Supplied material —
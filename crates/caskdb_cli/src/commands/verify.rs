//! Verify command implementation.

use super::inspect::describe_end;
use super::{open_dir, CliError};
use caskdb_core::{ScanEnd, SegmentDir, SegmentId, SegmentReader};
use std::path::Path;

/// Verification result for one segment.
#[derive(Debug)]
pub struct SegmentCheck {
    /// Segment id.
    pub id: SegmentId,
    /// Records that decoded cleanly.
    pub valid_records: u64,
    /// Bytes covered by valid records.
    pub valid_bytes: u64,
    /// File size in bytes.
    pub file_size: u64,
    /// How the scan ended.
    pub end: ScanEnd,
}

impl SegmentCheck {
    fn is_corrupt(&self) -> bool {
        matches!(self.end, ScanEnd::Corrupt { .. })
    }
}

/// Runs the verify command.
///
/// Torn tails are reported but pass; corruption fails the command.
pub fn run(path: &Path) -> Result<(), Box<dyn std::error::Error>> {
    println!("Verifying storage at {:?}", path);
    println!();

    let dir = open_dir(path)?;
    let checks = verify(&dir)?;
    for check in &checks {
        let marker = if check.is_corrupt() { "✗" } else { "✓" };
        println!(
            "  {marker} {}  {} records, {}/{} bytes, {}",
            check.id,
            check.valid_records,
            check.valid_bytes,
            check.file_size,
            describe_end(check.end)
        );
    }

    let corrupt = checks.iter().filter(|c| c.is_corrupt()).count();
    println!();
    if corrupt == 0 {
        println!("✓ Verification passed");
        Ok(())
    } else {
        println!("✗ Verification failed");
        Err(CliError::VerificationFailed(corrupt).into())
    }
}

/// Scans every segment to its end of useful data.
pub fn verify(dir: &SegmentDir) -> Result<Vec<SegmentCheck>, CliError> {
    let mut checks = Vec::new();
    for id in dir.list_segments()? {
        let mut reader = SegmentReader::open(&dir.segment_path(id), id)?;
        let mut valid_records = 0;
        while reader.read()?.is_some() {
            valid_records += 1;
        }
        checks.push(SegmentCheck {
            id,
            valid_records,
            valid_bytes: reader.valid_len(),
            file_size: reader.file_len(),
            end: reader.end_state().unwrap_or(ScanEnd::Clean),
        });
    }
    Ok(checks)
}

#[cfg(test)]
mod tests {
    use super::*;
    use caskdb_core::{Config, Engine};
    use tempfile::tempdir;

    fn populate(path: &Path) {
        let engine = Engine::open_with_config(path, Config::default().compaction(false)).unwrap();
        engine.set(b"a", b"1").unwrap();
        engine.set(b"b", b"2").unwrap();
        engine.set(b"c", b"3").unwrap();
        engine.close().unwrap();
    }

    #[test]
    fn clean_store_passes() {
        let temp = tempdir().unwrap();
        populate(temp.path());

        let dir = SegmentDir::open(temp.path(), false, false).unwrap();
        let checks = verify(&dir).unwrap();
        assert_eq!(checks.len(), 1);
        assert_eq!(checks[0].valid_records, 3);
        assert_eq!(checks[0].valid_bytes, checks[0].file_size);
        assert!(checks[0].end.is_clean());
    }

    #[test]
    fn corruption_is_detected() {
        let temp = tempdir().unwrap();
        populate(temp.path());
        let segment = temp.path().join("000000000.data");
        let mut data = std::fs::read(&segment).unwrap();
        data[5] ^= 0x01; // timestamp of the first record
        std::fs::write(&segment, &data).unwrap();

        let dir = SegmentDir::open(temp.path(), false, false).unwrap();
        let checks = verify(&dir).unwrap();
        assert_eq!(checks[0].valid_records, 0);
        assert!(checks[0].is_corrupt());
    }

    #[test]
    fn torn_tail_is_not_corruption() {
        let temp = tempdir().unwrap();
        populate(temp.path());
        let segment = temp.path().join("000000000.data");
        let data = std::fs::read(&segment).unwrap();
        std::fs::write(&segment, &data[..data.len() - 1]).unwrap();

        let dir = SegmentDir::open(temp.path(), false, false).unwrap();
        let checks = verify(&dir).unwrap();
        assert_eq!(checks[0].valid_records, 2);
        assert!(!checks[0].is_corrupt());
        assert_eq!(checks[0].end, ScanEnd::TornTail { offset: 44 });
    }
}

Task brief —
Please give an exact copy of the entries above, from the line with "data[5] ^= 0x01;" down to the line with "assert_eq!(checks[0].valid_records, 0);", inclusive, and nothing else.

Answer to this task —
        data[5] ^= 0x01; // timestamp of the first record
        std::fs::write(&segment, &data).unwrap();

        let dir = SegmentDir::open(temp.path(), false, false).unwrap();
        let checks = verify(&dir).unwrap();
        assert_eq!(checks[0].valid_records, 0);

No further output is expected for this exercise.